From the records below, find each line with the string "NodeId" and copy it.

Given entries Block Start

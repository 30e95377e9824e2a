use serde::{Deserialize, Serialize};
use std::path::Path;
use thiserror::Error;

use crate::raft::{NodeId, RaftConfig};

pub const ENV_ADDR: &str = "QUORUMKV_ADDR";
pub const ENV_DATA: &str = "QUORUMKV_DATA";
pub const ENV_PEERS: &str = "QUORUMKV_PEERS";

#[derive(Error, Debug)]
pub enum ConfigError {
    #[error("IO error: {0}")]
    IoError(#[from] std::io::Error),

    #[error("Invalid config file: {0}")]
    ParseError(#[from] serde_json::Error),

    #[error("Invalid address: {0}")]
    InvalidAddress(String),
}

#[derive(Debug, Clone, Serialize, Deserialize)]
#[serde(default)]
pub struct Config {
    /// gRPC listen address; also this node's identity in the cluster.
    pub addr: String,
    pub data_dir: String,
    pub peers: Vec<String>,
    /// Liveness endpoint. Defaults to the gRPC port + 1.
    pub health_addr: Option<String>,
    /// Protocol timings. `node_id` and `peers` are filled from the fields above.
    pub raft: RaftConfig,
}

impl Default for Config {
    fn default() -> Self {
        Self {
            addr: ":4000".to_string(),
            data_dir: "data".to_string(),
            peers: vec![],
            health_addr: None,
            raft: RaftConfig::default(),
        }
    }
}

impl Config {
    /// Defaults, then the optional JSON file, then environment variables.
    pub fn load(path: Option<&Path>) -> Result<Self, ConfigError> {
        let mut config = match path {
            Some(path) => {
                let raw = std::fs::read_to_string(path)?;
                serde_json::from_str(&raw)?
            }
            None => Config::default(),
        };
        config.apply_env(|key| std::env::var(key).ok());
        Ok(config)
    }

    pub fn apply_env<F>(&mut self, lookup: F)
    where
        F: Fn(&str) -> Option<String>,
    {
        if let Some(addr) = lookup(ENV_ADDR).filter(|v| !v.is_empty()) {
            self.addr = addr;
        }
        if let Some(data_dir) = lookup(ENV_DATA).filter(|v| !v.is_empty()) {
            self.data_dir = data_dir;
        }
        if let Some(peers) = lookup(ENV_PEERS).filter(|v| !v.is_empty()) {
            self.peers = split_peers(&peers);
        }
    }

    pub fn raft_config(&self) -> RaftConfig {
        let mut raft = self.raft.clone();
        raft.node_id = NodeId::from(self.addr.as_str());
        raft.peers.clear();
        for peer in &self.peers {
            raft.add_peer(peer.as_str());
        }
        raft
    }

    pub fn health_addr(&self) -> Result<String, ConfigError> {
        match &self.health_addr {
            Some(addr) => Ok(addr.clone()),
            None => health_addr_for(&self.addr)
                .ok_or_else(|| ConfigError::InvalidAddress(self.addr.clone())),
        }
    }
}

/// Splits `a,b,c` and drops empty entries.
pub fn split_peers(raw: &str) -> Vec<String> {
    raw.split(',')
        .map(str::trim)
        .filter(|p| !p.is_empty())
        .map(str::to_string)
        .collect()
}

/// Address to listen on. A bare `:port` binds every interface.
pub fn bind_addr(addr: &str) -> String {
    if addr.starts_with(':') {
        format!("0.0.0.0{addr}")
    } else {
        addr.to_string()
    }
}

/// Address to connect to. A bare `:port` means this host.
pub fn dial_addr(addr: &str) -> String {
    if addr.starts_with(':') {
        format!("127.0.0.1{addr}")
    } else {
        addr.to_string()
    }
}

/// The liveness endpoint of a node listening on `addr`: same host, next port.
pub fn health_addr_for(addr: &str) -> Option<String> {
    let (host, port) = addr.rsplit_once(':')?;
    let port: u16 = port.parse().ok()?;
    Some(format!("{host}:{}", port.checked_add(1)?))
}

Given entries Block End

Reply to the exercise:
use crate::raft::{NodeId, RaftConfig};
        raft.node_id = NodeId::from(self.addr.as_str());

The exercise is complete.